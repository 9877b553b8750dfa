//! Reconciles in-memory sessions with the log lines stored in item bodies.

use std::collections::HashSet;

use crate::board::{update_at_path, Board, BoardIndex, BoardStore, ItemId};
use crate::error::Result;
use crate::session::{FocusSession, TimerMode};

use super::line::LogLine;

/// Identity of a session for de-duplication.
///
/// Log lines only keep minutes, so both ends are compared at minute
/// resolution; a session finalized in memory and the line written for it
/// then collapse to one key.
#[derive(Debug, Clone, PartialEq, Eq, Hash)]
struct SessionKey {
    item: Option<ItemId>,
    mode: TimerMode,
    start_minute: i64,
    end_minute: i64,
}

impl SessionKey {
    fn of(session: &FocusSession) -> Self {
        Self {
            item: session.item_id.clone(),
            mode: session.mode,
            start_minute: session.start_epoch_ms.div_euclid(60_000),
            end_minute: session.end_epoch_ms.div_euclid(60_000),
        }
    }
}

/// Append-only list of known sessions.
#[derive(Debug, Default, Clone)]
pub struct SessionLog {
    sessions: Vec<FocusSession>,
    seen: HashSet<SessionKey>,
    /// Board count at the last parse pass; `None` until the first pass.
    parsed_board_count: Option<usize>,
}

impl SessionLog {
    pub fn new() -> Self {
        Self::default()
    }

    pub fn sessions(&self) -> &[FocusSession] {
        &self.sessions
    }

    pub fn len(&self) -> usize {
        self.sessions.len()
    }

    pub fn is_empty(&self) -> bool {
        self.sessions.is_empty()
    }

    /// Keep a session the timer just finalized. Always recorded, even when
    /// an earlier session shares its key; the line written for it is then
    /// skipped by later parse passes.
    pub fn record(&mut self, session: FocusSession) {
        self.seen.insert(SessionKey::of(&session));
        self.sessions.push(session);
    }

    /// Record a parsed session unless its key is already known. Returns
    /// whether it was added.
    pub fn insert(&mut self, session: FocusSession) -> bool {
        if !self.seen.insert(SessionKey::of(&session)) {
            return false;
        }
        self.sessions.push(session);
        true
    }

    /// A parse pass is due before the first read and whenever the number of
    /// boards changed since the last pass.
    pub fn needs_parse(&self, board_count: usize) -> bool {
        self.parsed_board_count != Some(board_count)
    }

    /// Forget when the last pass ran so the next read parses again.
    pub fn invalidate(&mut self) {
        self.parsed_board_count = None;
    }

    /// Read every log line from every item body on `boards`.
    ///
    /// Idempotent: lines already represented in memory are skipped. Returns
    /// the number of sessions added.
    pub fn parse_boards(&mut self, boards: &[Board]) -> usize {
        let mut added = 0;
        for board in boards {
            for item in board.walk() {
                let title = item.title();
                for text in item.body.lines().skip(1) {
                    let Some(line) = LogLine::parse(text) else {
                        continue;
                    };
                    let Some((start, end)) = line.span_ms() else {
                        continue;
                    };
                    let session = FocusSession::new(
                        Some(item.id.clone()),
                        Some(title.clone()),
                        line.mode(),
                        start,
                        end,
                    );
                    if self.insert(session) {
                        added += 1;
                    }
                }
            }
        }
        self.parsed_board_count = Some(boards.len());
        tracing::debug!(boards = boards.len(), added, "parsed session log lines");
        added
    }
}

/// Write `session` as a new last line of its item's body.
///
/// Reads the store fresh, edits the owning board copy-on-write and commits
/// the whole item tree back. Returns `Ok(false)` without writing when the
/// session has no item or no board holds the item.
pub fn append_session(store: &mut dyn BoardStore, session: &FocusSession) -> Result<bool> {
    let Some(item_id) = session.item_id.as_ref() else {
        return Ok(false);
    };
    let boards = store.boards();
    let index = BoardIndex::build(&boards);
    let Some(location) = index.locate(item_id) else {
        tracing::debug!(item = %item_id, "no board holds item; session not written");
        return Ok(false);
    };
    let Some(line) = LogLine::from_session(session) else {
        tracing::debug!(item = %item_id, "session start out of calendar range");
        return Ok(false);
    };
    let Some(board) = boards.iter().find(|b| b.id == location.board) else {
        return Ok(false);
    };
    let text = line.to_string();
    let Some(items) = update_at_path(&board.items, &location.path, |item| {
        item.with_appended_line(&text)
    }) else {
        return Ok(false);
    };
    store.replace_items(&location.board, items)?;
    tracing::debug!(
        item = %item_id,
        board = %location.board,
        line = %text,
        "appended session line"
    );
    Ok(true)
}

#[cfg(test)]
mod tests {
    use super::*;
    use crate::board::{Item, MemoryBoardStore};

    fn board_with(body: &str) -> Board {
        Board::new(
            "b",
            "B",
            vec![Item::new("lane", "Todo").with_children(vec![Item::new("card", body)])],
        )
    }

    #[test]
    fn parse_skips_title_line_and_garbage() {
        let boards = vec![board_with(concat!(
            "++ @{2024-01-01} @@{09:00} – @@{09:25} (25 m)\n",
            "notes\n",
            "🍅 @{2024-01-01} @@{10:00} – @@{10:25} (25 m)",
        ))];
        let mut log = SessionLog::new();
        assert_eq!(log.parse_boards(&boards), 1);
        assert_eq!(log.sessions()[0].mode, TimerMode::Pomodoro);
        assert_eq!(log.sessions()[0].item_id, Some(ItemId::from("card")));
    }

    #[test]
    fn repeated_parse_is_idempotent() {
        let boards = vec![board_with("Card\n++ @{2024-01-01} @@{09:00} – @@{09:25} (25 m)")];
        let mut log = SessionLog::new();
        assert!(log.needs_parse(1));
        assert_eq!(log.parse_boards(&boards), 1);
        assert!(!log.needs_parse(1));
        assert!(log.needs_parse(2));
        assert_eq!(log.parse_boards(&boards), 0);
        log.invalidate();
        assert!(log.needs_parse(1));
        assert_eq!(log.parse_boards(&boards), 0);
        assert_eq!(log.len(), 1);
    }

    #[test]
    fn append_then_parse_does_not_duplicate() {
        let mut store = MemoryBoardStore::new(vec![board_with("Card")]);
        let start = 1_717_000_000_000 + 42_000;
        let session = FocusSession::new(
            Some("card".into()),
            Some("Card".into()),
            TimerMode::Stopwatch,
            start,
            start + 10 * 60_000,
        );

        let mut log = SessionLog::new();
        assert!(log.insert(session.clone()));
        assert!(append_session(&mut store, &session).unwrap());

        let boards = store.boards();
        let body = &boards[0].item_at(&[0, 0]).unwrap().body;
        assert!(body.starts_with("Card\n++ @{"), "{body}");

        assert_eq!(log.parse_boards(&store.boards()), 0);
        assert_eq!(log.len(), 1);
    }

    #[test]
    fn recorded_sessions_sharing_a_minute_are_all_kept() {
        let start = 1_716_999_960_000;
        let quick = FocusSession::new(
            Some("card".into()),
            None,
            TimerMode::Stopwatch,
            start,
            start + 20_000,
        );
        let pomodoro = FocusSession::new(
            Some("card".into()),
            None,
            TimerMode::Pomodoro,
            start + 30_000,
            start + 30_000 + 25 * 60_000,
        );
        let mut store = MemoryBoardStore::new(vec![board_with("Card")]);
        let mut log = SessionLog::new();
        for session in [&quick, &pomodoro] {
            log.record(session.clone());
            assert!(append_session(&mut store, session).unwrap());
        }
        assert_eq!(log.len(), 2);

        log.invalidate();
        assert_eq!(log.parse_boards(&store.boards()), 0);
        assert_eq!(log.len(), 2);

        let mut fresh = SessionLog::new();
        assert_eq!(fresh.parse_boards(&store.boards()), 2);
    }

    #[test]
    fn append_skips_unknown_item() {
        let mut store = MemoryBoardStore::new(vec![board_with("Card")]);
        let session = FocusSession::new(Some("ghost".into()), None, TimerMode::Pomodoro, 0, 60_000);
        assert!(!append_session(&mut store, &session).unwrap());
        let orphan = FocusSession::new(None, None, TimerMode::Pomodoro, 0, 60_000);
        assert!(!append_session(&mut store, &orphan).unwrap());
        assert_eq!(store.boards()[0].item_at(&[0, 0]).unwrap().body, "Card");
    }
}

→ What you have to do: Reply with nothing but a number. State how many lines in the records hold the word "Option".

→ Result: 2